With me safely in the vehicle Rodger and Taylor climb in simultaneously, it’s like a security ballet.

“If you don’t mind me asking,” Taylor asks softly still looking ahead, “what happened to your hand?” I can’t lie to him, because he can find out from the boys. Plus he should know I can handle my own shit without a gun too.

“I pounded on some guy’s face Saturday night,” I say nonchalantly and shrug. Rodger pulls his shades off his eyes and bugs them at me in the rearview. I laugh at his reaction. He shakes his head and resumes carefully attending to the road.

“Why is it that you were pounding the guy’s face and not one of your roommates or your boyfriend?”

“Firstly, I don’t have a boyfriend and my boys aren’t my roommates they’re my family,” I chide him. Learn quick pal. “Secondly, I don’t need anyone to take care of pounding someone’s face for me. I’m good on my own. I appreciate you being here and risking your life for me, but having you here wasn’t my choice. I’ve been takin’ care of myself for a long time.” I bore holes into the back of his head.

“I was just wondering if you go off halfcocked on your own a lot or if those guys just leave you to your own devices.” I’m hitting the fucking roof now.

“Rodger, stop the car NOW.” I’m calm but deathly serious. He stops in an empty parking lot.

“Get out of the fucking car,” I lean forward and seethe into Taylor’s ear. I rip my door open, climb out and slam it shut. Taylor steps out and shuts the door politely, calmly leaning back against the door with a fucking smirk on his face, arms crossing his chest.

“Let’s get a couple things straight here. I’ve never gone off halfcocked in my life. I take pride in my ability to keep my shit together, no matter the circumstance. I’ve survived shit that would break most people. So don’t ever again, in your time with me, insinuate I’m some dim witted floozy running amok.” His smirk is gone. My tone is firm but tempered, I don’t think he expected that. “My boys never leave me. They’re the constant in my life, and would do anything for me. Including, convincing me to hire your sorry ass, to keep me safe. This is your first and last warning, don’t ever disrespect them again or I’ll put a fucking bullet in you.” I glare at him silently seething. He stares me down for a minute longer and then breaks away, looking at the ground.

“Sorry, Shannon,” he sounds contrite, “I had to see if it’s easy to get a rise outta you. You seem to be fiery and I needed to make sure you aren’t a risk to yourself. I see now you handle yourself just fine. It’ll make my job easier.” Wow. Really? He was just fucking with me.
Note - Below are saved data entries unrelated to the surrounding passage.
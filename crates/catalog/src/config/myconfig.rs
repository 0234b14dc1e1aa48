use anyhow::Result;
use shared::config::{EnvLookup, parse_bool, parse_or_default, required};

#[derive(Debug, Clone)]
pub struct Config {
    pub database_url: String,
    pub run_migrations: bool,
    pub port: u16,
    pub db_max_conn: u32,
    pub db_min_conn: u32,
    pub otel_endpoint: Option<String>,
    pub is_dev: bool,
    pub enable_file_log: bool,
}

impl Config {
    pub fn init() -> Result<Self> {
        Self::from_lookup(&|key: &str| std::env::var(key).ok())
    }

    pub fn from_lookup(env: &impl EnvLookup) -> Result<Self> {
        let database_url = required(env, "DATABASE_URL")?;
        let run_migrations = parse_bool(env, "RUN_MIGRATIONS", true)?;
        let port = parse_or_default::<u16>(env, "PORT", 3000)?;

        let db_max_conn = parse_or_default::<u32>(env, "DB_MAX_CONN", 5)?;
        let db_min_conn = parse_or_default::<u32>(env, "DB_MIN_CONN", 1)?;
        if db_min_conn > db_max_conn {
            anyhow::bail!("DB_MIN_CONN ({db_min_conn}) must not exceed DB_MAX_CONN ({db_max_conn})");
        }

        let otel_endpoint = env
            .lookup("OTEL_ENDPOINT")
            .filter(|value| !value.trim().is_empty());

        Ok(Self {
            database_url,
            run_migrations,
            port,
            db_max_conn,
            db_min_conn,
            otel_endpoint,
            is_dev: parse_bool(env, "DEV_MODE", false)?,
            enable_file_log: parse_bool(env, "ENABLE_FILE_LOG", false)?,
        })
    }
}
“Don’t test me again or you’ll experience the full breadth of the fire I can produce.” I climb in the car and shut the door with more finesse. Taylor climbs in and Rodger pulls back onto the road. We ride in tense silence.

When we pull up at One Kansas City Place I climb out before Rodger has a chance to assist me. Taylor scrambles behind me, barely making it onto my elevator. He paces me to my office. When I see Karl I slightly shake my head at him to not engage. He puts his head back down and “works”. I open my office and wait for Taylor to pass me before I close it behind him. I frost my glass wall for privacy and make my way to the sitting area. I throw my bag on the coffee table and pull my gun out. This gets Taylor’s attention. I set it on the couch next to me and motion for Taylor to sit down in one the chairs opposite me.

“You obviously need some background information about me if this is going to work,” I state plainly. He sits and nods uneasily.